IPTables and Docker
In this post I will be talking about the nightmare of all Ops people that have to deal with Docker.
We all know that Docker is awesome.
It makes our lives really easy, but there is one problem. It works with IPTables
for who don’t know the default firewall on Linux
.
Docker creates IPTables
rules for you and it becomes really hard to manage if you need to control what goes in and out your server when you install Docker in production.
The issue
Let’s say you have a container that listen on port 443
. You only want to allow traffic from your load balancers as it handles some of the security for you. Nothing really hard right?
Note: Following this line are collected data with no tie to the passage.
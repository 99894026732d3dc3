pub mod convert;
pub mod inspect;

pub use convert::convert;
pub use inspect::inspect;
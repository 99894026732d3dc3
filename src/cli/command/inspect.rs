use std::path::Path;

use anyhow::{Context, Result};
use era5daily::archive::{ArchiveExtractor, ArchiveLayout, MemberRole};

/// Lists an archive's members with the role each one satisfies.
pub fn inspect(archive: &Path, layout: ArchiveLayout) -> Result<Vec<(String, Option<MemberRole>)>> {
    let extractor = ArchiveExtractor::new(layout);
    let names = extractor
        .list(archive)
        .with_context(|| format!("reading {}", archive.display()))?;

    Ok(names
        .into_iter()
        .map(|name| {
            let role = extractor.layout().role_of(&name);
            (name, role)
        })
        .collect())
}

// -- Tests -------------------------------------------------------------------
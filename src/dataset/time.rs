//! CF-style time coordinates: numeric offsets from an epoch, or text datetimes.

use chrono::{DateTime, NaiveDate, NaiveDateTime, TimeDelta};

use super::Coordinate;
use crate::error::{Error, Result};

/// Units used for daily output axes.
pub const DAILY_UNITS: &str = "days since 1970-01-01";

#[derive(Debug, Clone, PartialEq)]
/// The time coordinate of a variable, kept in its stored form until decoded.
pub struct TimeAxis {
    values: Coordinate,
    units: Option<String>,
}

impl TimeAxis {
    pub fn new(values: Coordinate, units: Option<String>) -> Self {
        TimeAxis { values, units }
    }

    pub fn offsets(values: Vec<f64>, units: impl Into<String>) -> Self {
        TimeAxis {
            values: Coordinate::Numeric(values),
            units: Some(units.into()),
        }
    }

    pub fn text(values: Vec<String>) -> Self {
        TimeAxis {
            values: Coordinate::Text(values),
            units: None,
        }
    }

    /// Builds a daily axis, one entry per date.
    pub fn daily(dates: &[NaiveDate]) -> Self {
        let offsets = dates
            .iter()
            .map(|d| (*d - unix_epoch()).num_days() as f64)
            .collect();

        TimeAxis::offsets(offsets, DAILY_UNITS)
    }

    pub fn values(&self) -> &Coordinate {
        &self.values
    }

    pub fn units(&self) -> Option<&str> {
        self.units.as_deref()
    }

    pub fn len(&self) -> usize {
        self.values.len()
    }

    pub fn is_empty(&self) -> bool {
        self.values.is_empty()
    }

    /// Decodes every entry to a UTC timestamp.
    pub fn decode(&self) -> Result<Vec<NaiveDateTime>> {
        match &self.values {
            Coordinate::Numeric(offsets) => {
                let units = self.units.as_deref().ok_or_else(|| {
                    Error::Aggregation("numeric time coordinate has no units".to_string())
                })?;
                let epoch = Epoch::parse(units)?;
                offsets.iter().map(|v| epoch.at(*v)).collect()
            }
            Coordinate::Text(labels) => labels
                .iter()
                .map(|s| {
                    parse_datetime(s).ok_or_else(|| {
                        Error::Aggregation(format!("unparseable time value `{}`", s))
                    })
                })
                .collect(),
        }
    }
}

struct Epoch {
    step_ms: f64,
    origin: NaiveDateTime,
}

impl Epoch {
    fn parse(units: &str) -> Result<Self> {
        let (step, origin) = units.split_once(" since ").ok_or_else(|| {
            Error::Aggregation(format!("time units `{}` are not `<unit> since <date>`", units))
        })?;

        let step_ms = match step.trim().to_lowercase().as_str() {
            "milliseconds" | "millisecond" | "ms" => 1.0,
            "seconds" | "second" | "secs" | "sec" | "s" => 1e3,
            "minutes" | "minute" | "mins" | "min" => 60e3,
            "hours" | "hour" | "hrs" | "hr" | "h" => 3_600e3,
            "days" | "day" | "d" => 86_400e3,
            other => {
                return Err(Error::Aggregation(format!(
                    "unsupported time unit `{}`",
                    other
                )))
            }
        };

        let origin = parse_datetime(origin).ok_or_else(|| {
            Error::Aggregation(format!("unparseable time origin in `{}`", units))
        })?;

        Ok(Epoch { step_ms, origin })
    }

    fn at(&self, offset: f64) -> Result<NaiveDateTime> {
        if !offset.is_finite() {
            return Err(Error::Aggregation(format!(
                "non-numeric time offset `{}`",
                offset
            )));
        }

        let ms = (offset * self.step_ms).round();
        if ms.abs() >= i64::MAX as f64 {
            return Err(Error::Aggregation(format!("time offset {} out of range", offset)));
        }

        TimeDelta::try_milliseconds(ms as i64)
            .and_then(|delta| self.origin.checked_add_signed(delta))
            .ok_or_else(|| Error::Aggregation(format!("time offset {} out of range", offset)))
    }
}

fn unix_epoch() -> NaiveDate {
    NaiveDate::default()
}

/// Parses the datetime spellings found in CF units and text coordinates.
pub fn parse_datetime(s: &str) -> Option<NaiveDateTime> {
    let s = s.trim();
    if let Ok(dt) = DateTime::parse_from_rfc3339(s) {
        return Some(dt.naive_utc());
    }

    let s = s.trim_end_matches('Z').trim_end_matches("UTC").trim();
    for fmt in [
        "%Y-%m-%d %H:%M:%S%.f",
        "%Y-%m-%dT%H:%M:%S%.f",
        "%Y-%m-%d %H:%M",
        "%Y-%m-%dT%H:%M",
    ] {
        if let Ok(dt) = NaiveDateTime::parse_from_str(s, fmt) {
            return Some(dt);
        }
    }

    NaiveDate::parse_from_str(s, "%Y-%m-%d")
        .ok()
        .and_then(|d| d.and_hms_opt(0, 0, 0))
}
The naive approach is to create a rules on the default INPUT
chain which will have kind of the following:
iptables -A INPUT -p tcp --dport 443 -s 172.16.0.0/26 -m state --state NEW,ESTABLISHED
This rule says: allow new
and established
inbound traffic from the 172.16.0.0/26
network to the port 443
on the tcp
protocol.
You put your iptables -A INPUT -j DROP
at the end and then you are happy because you think it works! So you try from your machine and the port is still open for you. Hummm, weird?
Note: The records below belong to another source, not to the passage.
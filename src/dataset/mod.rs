//! Labelled variables and the collections they travel in.
//!
//! A [`Variable`] is a dense block of `f32` values laid out as
//! `[time][level][point]`, where the level dimension is present only for
//! upper-air variables. Missing cells are NaN.

pub mod parquet;
pub mod time;

use std::{collections::HashMap, path::Path};

use crate::error::{Error, Result};

pub use parquet::ParquetDatasetOpener;
pub use time::TimeAxis;

/// Opens a labelled dataset from a path.
pub trait DatasetOpener {
    fn open(&self, path: &Path) -> Result<VariableCollection>;
}

#[derive(Debug, Clone, PartialEq)]
/// Coordinate labels along one dimension.
pub enum Coordinate {
    Numeric(Vec<f64>),
    Text(Vec<String>),
}

impl Coordinate {
    pub fn len(&self) -> usize {
        match self {
            Coordinate::Numeric(v) => v.len(),
            Coordinate::Text(v) => v.len(),
        }
    }

    pub fn is_empty(&self) -> bool {
        self.len() == 0
    }
}

#[derive(Debug, Clone, Copy, PartialEq)]
pub struct GridPoint {
    pub latitude: Option<f32>,
    pub longitude: Option<f32>,
}

impl GridPoint {
    pub fn new(latitude: f32, longitude: f32) -> Self {
        GridPoint {
            latitude: Some(latitude),
            longitude: Some(longitude),
        }
    }
}

#[derive(Debug, Clone, PartialEq, Default)]
/// The spatial points a variable is sampled on, in storage order.
pub struct Grid {
    points: Vec<GridPoint>,
}

impl Grid {
    pub fn new(points: Vec<GridPoint>) -> Self {
        Grid { points }
    }

    pub fn single(latitude: f32, longitude: f32) -> Self {
        Grid::new(vec![GridPoint::new(latitude, longitude)])
    }

    pub fn points(&self) -> &[GridPoint] {
        &self.points
    }

    pub fn len(&self) -> usize {
        self.points.len()
    }

    pub fn is_empty(&self) -> bool {
        self.points.is_empty()
    }
}

#[derive(Debug, Clone, PartialEq)]
pub struct Variable {
    name: String,
    time: TimeAxis,
    level: Option<Coordinate>,
    grid: Grid,
    values: Vec<f32>,
}

impl Variable {
    pub fn new(
        name: impl Into<String>,
        time: TimeAxis,
        level: Option<Coordinate>,
        grid: Grid,
        values: Vec<f32>,
    ) -> Result<Self> {
        let name = name.into();
        let levels = level.as_ref().map_or(1, Coordinate::len);
        let expected = time.len() * levels * grid.len();

        if values.len() != expected {
            return Err(Error::DatasetRead(format!(
                "variable `{}` has {} values, its dimensions need {}",
                name,
                values.len(),
                expected
            )));
        }

        Ok(Variable {
            name,
            time,
            level,
            grid,
            values,
        })
    }

    pub fn name(&self) -> &str {
        &self.name
    }

    pub fn time(&self) -> &TimeAxis {
        &self.time
    }

    pub fn level(&self) -> Option<&Coordinate> {
        self.level.as_ref()
    }

    pub fn grid(&self) -> &Grid {
        &self.grid
    }

    pub fn values(&self) -> &[f32] {
        &self.values
    }

    /// Number of entries along the level dimension, 1 when there is none.
    pub fn level_count(&self) -> usize {
        self.level.as_ref().map_or(1, Coordinate::len)
    }

    /// The grid values at one (time, level) position.
    pub fn slice(&self, time: usize, level: usize) -> &[f32] {
        let points = self.grid.len();
        let start = (time * self.level_count() + level) * points;
        &self.values[start..start + points]
    }

    /// Selects one level, dropping the level dimension.
    pub fn at_level(&self, name: impl Into<String>, level: usize) -> Result<Variable> {
        let mut values = Vec::with_capacity(self.time.len() * self.grid.len());
        for t in 0..self.time.len() {
            values.extend_from_slice(self.slice(t, level));
        }

        Variable::new(name, self.time.clone(), None, self.grid.clone(), values)
    }
}

#[derive(Debug, Clone, Default, PartialEq)]
/// Variables keyed by unique name, kept in insertion order.
pub struct VariableCollection {
    variables: Vec<Variable>,
}

impl VariableCollection {
    pub fn builder() -> CollectionBuilder {
        CollectionBuilder::default()
    }

    pub fn len(&self) -> usize {
        self.variables.len()
    }

    pub fn is_empty(&self) -> bool {
        self.variables.is_empty()
    }

    pub fn get(&self, name: &str) -> Option<&Variable> {
        self.variables.iter().find(|v| v.name == name)
    }

    pub fn contains(&self, name: &str) -> bool {
        self.get(name).is_some()
    }

    pub fn names(&self) -> impl Iterator<Item = &str> {
        self.variables.iter().map(Variable::name)
    }

    pub fn iter(&self) -> std::slice::Iter<'_, Variable> {
        self.variables.iter()
    }
}

impl IntoIterator for VariableCollection {
    type Item = Variable;
    type IntoIter = std::vec::IntoIter<Variable>;

    fn into_iter(self) -> Self::IntoIter {
        self.variables.into_iter()
    }
}

impl<'a> IntoIterator for &'a VariableCollection {
    type Item = &'a Variable;
    type IntoIter = std::slice::Iter<'a, Variable>;

    fn into_iter(self) -> Self::IntoIter {
        self.variables.iter()
    }
}

#[derive(Debug, Default)]
/// Accumulates variables, refusing a second variable under an existing name.
pub struct CollectionBuilder {
    variables: Vec<Variable>,
    index: HashMap<String, usize>,
}

impl CollectionBuilder {
    pub fn insert(&mut self, variable: Variable) -> Result<&mut Self> {
        if self.index.contains_key(variable.name()) {
            return Err(Error::NameCollision {
                names: vec![variable.name().to_string()],
            });
        }

        self.index
            .insert(variable.name().to_string(), self.variables.len());
        self.variables.push(variable);

        Ok(self)
    }

    pub fn extend(&mut self, collection: VariableCollection) -> Result<&mut Self> {
        for variable in collection {
            self.insert(variable)?;
        }

        Ok(self)
    }

    pub fn build(self) -> VariableCollection {
        VariableCollection {
            variables: self.variables,
        }
    }
}

// -- Tests -------------------------------------------------------------------
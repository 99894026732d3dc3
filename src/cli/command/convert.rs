use std::{
    fmt, fs,
    sync::Arc,
    time::{Duration, Instant},
};

use anyhow::{Context, Result};
use era5daily::{
    dataset::ParquetDatasetOpener, output::ParquetOutputWriter, PeriodOutcome, PeriodPipeline,
};
use tokio::task;
use tracing::{error, info, warn};

use crate::cli::{config::Config, create_progress_bar};

/// Tally of period outcomes for one run.
#[derive(Debug, Default, Clone, PartialEq, Eq)]
pub struct Summary {
    pub done: usize,
    pub skipped: usize,
    pub failed: usize,
    pub elapsed: Duration,
}

impl fmt::Display for Summary {
    fn fmt(&self, f: &mut fmt::Formatter<'_>) -> fmt::Result {
        write!(
            f,
            "{} done, {} skipped, {} failed in {:.1?}",
            self.done, self.skipped, self.failed, self.elapsed
        )
    }
}

/// Converts every period of the configured range, one after another.
pub async fn convert(config: Config) -> Result<Summary> {
    let started = Instant::now();
    let output_dir = &config.pipeline.output_dir;
    fs::create_dir_all(output_dir)
        .with_context(|| format!("creating output directory {}", output_dir.display()))?;

    let pipeline = Arc::new(PeriodPipeline::new(
        config.pipeline.clone(),
        ParquetDatasetOpener::default(),
        ParquetOutputWriter,
    ));

    let periods = config.periods();
    let bar = create_progress_bar(periods.len() as u64, "Converting periods".to_string())?;
    let mut summary = Summary::default();

    for period in periods {
        bar.set_message(period.to_string());
        let inputs = config.inputs(period);
        let worker = Arc::clone(&pipeline);

        // A panic inside one period surfaces here as a JoinError.
        match task::spawn_blocking(move || worker.process(period, &inputs)).await {
            Ok(outcome) => bar.suspend(|| summary.record(&outcome)),
            Err(e) => bar.suspend(|| {
                error!(%period, error = %e, "period aborted");
                summary.failed += 1;
            }),
        }

        bar.inc(1);
    }

    summary.elapsed = started.elapsed();
    bar.finish_with_message(format!("Converted {}", summary));

    Ok(summary)
}

impl Summary {
    fn record(&mut self, outcome: &PeriodOutcome) {
        match outcome {
            PeriodOutcome::Done { period, output } => {
                info!(%period, output = %output.display(), "period converted");
                self.done += 1;
            }
            PeriodOutcome::Skipped { period, reason } => {
                warn!(%period, %reason, "period skipped");
                self.skipped += 1;
            }
            PeriodOutcome::Failed {
                period,
                state,
                kind,
                message,
            } => {
                error!(%period, %state, %kind, %message, "period failed");
                self.failed += 1;
            }
        }
    }
}

// -- Tests -------------------------------------------------------------------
Not that weird. The issue here is that since Docker creates interfaces for the container when you don’t specify --net=host
. Those interfaces have an IP address on it. They usually are using the 172.17.0.0/24
network. And the most important of all, they are only routable from the host, not to the rest of the network — that’s why you do -p
to expose the port so the host will listen and forward the traffic to the container.
Forwarding traffic 101:
Each container invocation will create a rule looking like this:
iptables -A DOCKER -d 172.17.0.2/32 ! -i docker0 -o docker0 -p tcp -m tcp — dport 443 -j ACCEPT
Which is the exported port and says that accept everything that does not come from the docker interface to the docker interface to the ip of the container.
This DOCKER
chain is referenced in the FORWARD
chain like this: -A FORWARD -o docker0 -j DOCKER
. The FORWARD
chain is there when traffic is transferred from interfaces to interfaces.
Chain DOCKER (1 references)
pkts bytes target prot opt in out source destination
0 0 ACCEPT tcp — !docker0 docker0 0.0.0.0/0 172.17.0.2 tcp dpt:443
Well as you can, this is not it because there are no packets that have match that rule so far!
We need to dig deeper. So let’s take a step back and understand how the iptables
filtering and ordering works. A quick google search yields the following:
So the INPUT
chain is only processed after deciding if the packet needed to be nat’ed or not.
It is clear that there is something else in the process.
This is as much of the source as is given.